An aspiring filmmaker records one last testament to his love for cinema before putting down his camera; a comedian sets his grief aside to continue performing for crowds in refugee camps; a painter surveys the remains of her gallery; and a high school girl records herself dancing to her favorite songs in the husks of ruined buildings, hoping to share her experience with her online friends. The film’s most haunting segments depict construction-paper animations and puppet shows, beautifully crafted by local artists with modest materials and with the assistance of schoolchildren, so as to bring the specter of wartime destruction down to their level.

Many subjects curse the war and war in general for depriving them of home and family, expressing pride in the lives they once had and tenaciousness in their efforts to reclaim them. Though they unsurprisingly detest the Israeli forces and fear a mass expulsion akin to the 1948 Nakba, the insistent skepticism toward violence suggests an indirect repudiation of the radical escalatory strategy employed by Hamas.

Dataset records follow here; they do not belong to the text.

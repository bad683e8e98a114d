//! Async connection pool for Diesel PostgreSQL connections.
//!
//! Wraps `diesel-async` and `bb8`. Checkout respects the configured timeout
//! and failures surface as [`PoolError`] variants the repositories map into
//! their port errors.

use std::time::Duration;

use diesel_async::AsyncPgConnection;
use diesel_async::pooled_connection::AsyncDieselConnectionManager;
use diesel_async::pooled_connection::bb8::{Pool, PooledConnection};

/// Errors that can occur during pool operations.
#[derive(Debug, Clone, PartialEq, Eq, thiserror::Error)]
pub enum PoolError {
    /// Failed to check out a connection from the pool.
    #[error("failed to get connection from pool: {message}")]
    Checkout { message: String },

    /// Failed to build the connection pool.
    #[error("failed to build connection pool: {message}")]
    Build { message: String },
}

impl PoolError {
    /// Create a checkout error with the given message.
    pub fn checkout(message: impl Into<String>) -> Self {
        Self::Checkout {
            message: message.into(),
        }
    }

    /// Create a build error with the given message.
    pub fn build(message: impl Into<String>) -> Self {
        Self::Build {
            message: message.into(),
        }
    }
}

/// Configuration for the database connection pool.
#[derive(Debug, Clone)]
pub struct PoolConfig {
    database_url: String,
    max_size: u32,
    connection_timeout: Duration,
}

impl PoolConfig {
    /// Create a configuration with defaults: 10 connections, 30s checkout
    /// timeout.
    pub fn new(database_url: impl Into<String>) -> Self {
        Self {
            database_url: database_url.into(),
            max_size: 10,
            connection_timeout: Duration::from_secs(30),
        }
    }

    /// Set the maximum number of connections in the pool.
    #[must_use]
    pub fn with_max_size(mut self, max_size: u32) -> Self {
        self.max_size = max_size;
        self
    }

    /// Set the connection checkout timeout.
    #[must_use]
    pub fn with_connection_timeout(mut self, timeout: Duration) -> Self {
        self.connection_timeout = timeout;
        self
    }

    /// The database URL the pool connects to.
    pub fn database_url(&self) -> &str {
        &self.database_url
    }
}

/// Async connection pool for PostgreSQL via Diesel.
#[derive(Clone)]
pub struct DbPool {
    inner: Pool<AsyncPgConnection>,
}

impl DbPool {
    /// Create a new connection pool with the given configuration.
    ///
    /// # Errors
    ///
    /// Returns [`PoolError::Build`] if the pool cannot be constructed.
    pub async fn new(config: PoolConfig) -> Result<Self, PoolError> {
        let manager = AsyncDieselConnectionManager::<AsyncPgConnection>::new(&config.database_url);
        let pool = Pool::builder()
            .max_size(config.max_size)
            .connection_timeout(config.connection_timeout)
            .build(manager)
            .await
            .map_err(|err| PoolError::build(err.to_string()))?;
        Ok(Self { inner: pool })
    }

    /// Get a connection from the pool.
    ///
    /// # Errors
    ///
    /// Returns [`PoolError::Checkout`] if no connection becomes available
    /// within the configured timeout.
    pub async fn get(&self) -> Result<PooledConnection<'_, AsyncPgConnection>, PoolError> {
        self.inner
            .get()
            .await
            .map_err(|err| PoolError::checkout(err.to_string()))
    }
}
//! Credential hashing port.

use thiserror::Error;

/// Errors raised by credential hashing adapters.
#[derive(Debug, Clone, PartialEq, Eq, Error)]
#[error("credential hashing failed: {message}")]
pub struct CredentialError {
    pub message: String,
}

impl CredentialError {
    /// Helper carrying the adapter's failure detail.
    pub fn new(message: impl Into<String>) -> Self {
        Self {
            message: message.into(),
        }
    }
}

/// Hashes raw credentials for storage and checks candidates against hashes.
#[cfg_attr(test, mockall::automock)]
pub trait PasswordHasher: Send + Sync {
    /// Produce a storable hash of a raw credential.
    fn hash(&self, password: &str) -> Result<String, CredentialError>;

    /// Check a candidate credential against a stored hash.
    fn verify(&self, password: &str, hash: &str) -> Result<bool, CredentialError>;
}
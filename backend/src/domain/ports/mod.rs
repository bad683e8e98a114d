//! Domain ports defining the edges of the hexagon.
//!
//! Driven ports describe how the domain talks to adapters (database,
//! broadcast channel, token signer, mailer); driving ports are the use-case
//! surface inbound adapters depend on. Each trait exposes strongly typed
//! errors so adapters map failures into predictable variants.

mod category_repository;
mod dish_repository;
mod mailer;
mod order_events;
mod order_repository;
mod orders;
mod password_hasher;
mod restaurant_repository;
mod restaurants;
mod token_service;
mod user_accounts;
mod user_repository;
mod verification_repository;

#[cfg(test)]
pub use category_repository::MockCategoryRepository;
pub use category_repository::{CategoryRepository, CategoryRepositoryError};
#[cfg(test)]
pub use dish_repository::MockDishRepository;
pub use dish_repository::{DishRepository, DishRepositoryError};
#[cfg(test)]
pub use mailer::MockVerificationMailer;
pub use mailer::{MailerError, VerificationMailer};
#[cfg(test)]
pub use order_events::MockOrderEventChannel;
pub use order_events::OrderEventChannel;
#[cfg(test)]
pub use order_repository::MockOrderRepository;
pub use order_repository::{OrderRepository, OrderRepositoryError};
#[cfg(test)]
pub use orders::MockOrders;
pub use orders::{CreateOrderRequest, EditOrderRequest, OrderItemRequest, Orders};
#[cfg(test)]
pub use password_hasher::MockPasswordHasher;
pub use password_hasher::{CredentialError, PasswordHasher};
#[cfg(test)]
pub use restaurant_repository::MockRestaurantRepository;
pub use restaurant_repository::{RestaurantRepository, RestaurantRepositoryError};
#[cfg(test)]
pub use restaurants::MockRestaurants;
pub use restaurants::{
    CategoryPage, CategoryWithCount, CreateDishRequest, CreateRestaurantRequest, EditDishRequest,
    EditRestaurantRequest, Restaurants,
};
#[cfg(test)]
pub use token_service::MockTokenService;
pub use token_service::{TokenError, TokenService};
#[cfg(test)]
pub use user_accounts::MockUserAccounts;
pub use user_accounts::{CreateAccountRequest, EditProfileRequest, UserAccounts};
#[cfg(test)]
pub use user_repository::MockUserRepository;
pub use user_repository::{UserRepository, UserRepositoryError};
#[cfg(test)]
pub use verification_repository::MockVerificationRepository;
pub use verification_repository::{VerificationRepository, VerificationRepositoryError};
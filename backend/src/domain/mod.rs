//! Domain primitives, aggregates, and the services that drive them.
//!
//! The domain is transport and storage agnostic: entities live in their own
//! modules, driven and driving ports under [`ports`], and each service wires
//! repositories behind generics so tests can substitute mocks.
//!
//! Public surface:
//! - `Error` / `ErrorCode` — operation error payload and its stable code.
//! - `UserService`, `RestaurantService`, `OrderService` — driving port
//!   implementations consumed by the inbound adapters.

pub mod access;
pub mod error;
pub mod events;
pub mod order;
mod order_service;
pub mod ports;
pub mod restaurant;
mod restaurant_service;
pub mod slug;
pub mod user;
mod user_service;

pub use self::error::{Error, ErrorCode};
pub use self::order_service::OrderService;
pub use self::restaurant_service::RestaurantService;
pub use self::user_service::UserService;

/// Convenient operation result alias.
pub type ApiResult<T> = Result<T, Error>;
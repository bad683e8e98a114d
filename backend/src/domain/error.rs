//! Domain-level error type.
//!
//! Services return this transport-agnostic error; the inbound adapter maps
//! it to the uniform `{ok, error}` envelope at the boundary. The code is
//! kept alongside the message so adapters and tests can branch on the
//! failure category without parsing strings.

use serde::{Deserialize, Serialize};

/// Stable machine-readable error code describing the failure category.
#[derive(Debug, Clone, Copy, PartialEq, Eq, Hash, Serialize, Deserialize)]
#[serde(rename_all = "snake_case")]
pub enum ErrorCode {
    /// The request is malformed or names an illegal state transition.
    InvalidRequest,
    /// Authentication failed or is missing.
    Unauthorized,
    /// Authenticated but not permitted to touch this resource.
    Forbidden,
    /// The requested entity does not exist.
    NotFound,
    /// A uniqueness constraint would be violated.
    Conflict,
    /// A collaborator (persistence, messaging, mail) failed unexpectedly.
    InternalError,
}

/// Domain error payload.
///
/// ## Invariants
/// - `message` is non-empty; constructors are only called with literal or
///   preformatted messages.
///
/// # Examples
/// ```
/// use backend::domain::{Error, ErrorCode};
///
/// let err = Error::not_found("Restaurant not found");
/// assert_eq!(err.code(), ErrorCode::NotFound);
/// assert_eq!(err.message(), "Restaurant not found");
/// ```
#[derive(Debug, Clone, PartialEq, Eq, Serialize, Deserialize)]
pub struct Error {
    code: ErrorCode,
    message: String,
}

impl Error {
    /// Create a new error with an explicit code.
    pub fn new(code: ErrorCode, message: impl Into<String>) -> Self {
        Self {
            code,
            message: message.into(),
        }
    }

    /// Stable machine-readable error code.
    #[must_use]
    pub fn code(&self) -> ErrorCode {
        self.code
    }

    /// Human-readable message surfaced in the envelope.
    #[must_use]
    pub fn message(&self) -> &str {
        self.message.as_str()
    }

    /// Convenience constructor for [`ErrorCode::InvalidRequest`].
    pub fn invalid_request(message: impl Into<String>) -> Self {
        Self::new(ErrorCode::InvalidRequest, message)
    }

    /// Convenience constructor for [`ErrorCode::Unauthorized`].
    pub fn unauthorized(message: impl Into<String>) -> Self {
        Self::new(ErrorCode::Unauthorized, message)
    }

    /// Convenience constructor for [`ErrorCode::Forbidden`].
    pub fn forbidden(message: impl Into<String>) -> Self {
        Self::new(ErrorCode::Forbidden, message)
    }

    /// Convenience constructor for [`ErrorCode::NotFound`].
    pub fn not_found(message: impl Into<String>) -> Self {
        Self::new(ErrorCode::NotFound, message)
    }

    /// Convenience constructor for [`ErrorCode::Conflict`].
    pub fn conflict(message: impl Into<String>) -> Self {
        Self::new(ErrorCode::Conflict, message)
    }

    /// Convenience constructor for [`ErrorCode::InternalError`].
    pub fn internal(message: impl Into<String>) -> Self {
        Self::new(ErrorCode::InternalError, message)
    }
}

impl std::fmt::Display for Error {
    fn fmt(&self, f: &mut std::fmt::Formatter<'_>) -> std::fmt::Result {
        write!(f, "{}", self.message)
    }
}

impl std::error::Error for Error {}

It’s the closest thing to an open condemnation that one might find in an enclave still wrestling with the authoritarian influence of the Iran-backed Islamist militia and its allies. One subject even goes so far as to condemn “what happened” on October 7, 2023, though she neglects to specify what that was—while wearing a “unified Palestine” pendant depicting a prospective Palestinian state engulfing all of Israel.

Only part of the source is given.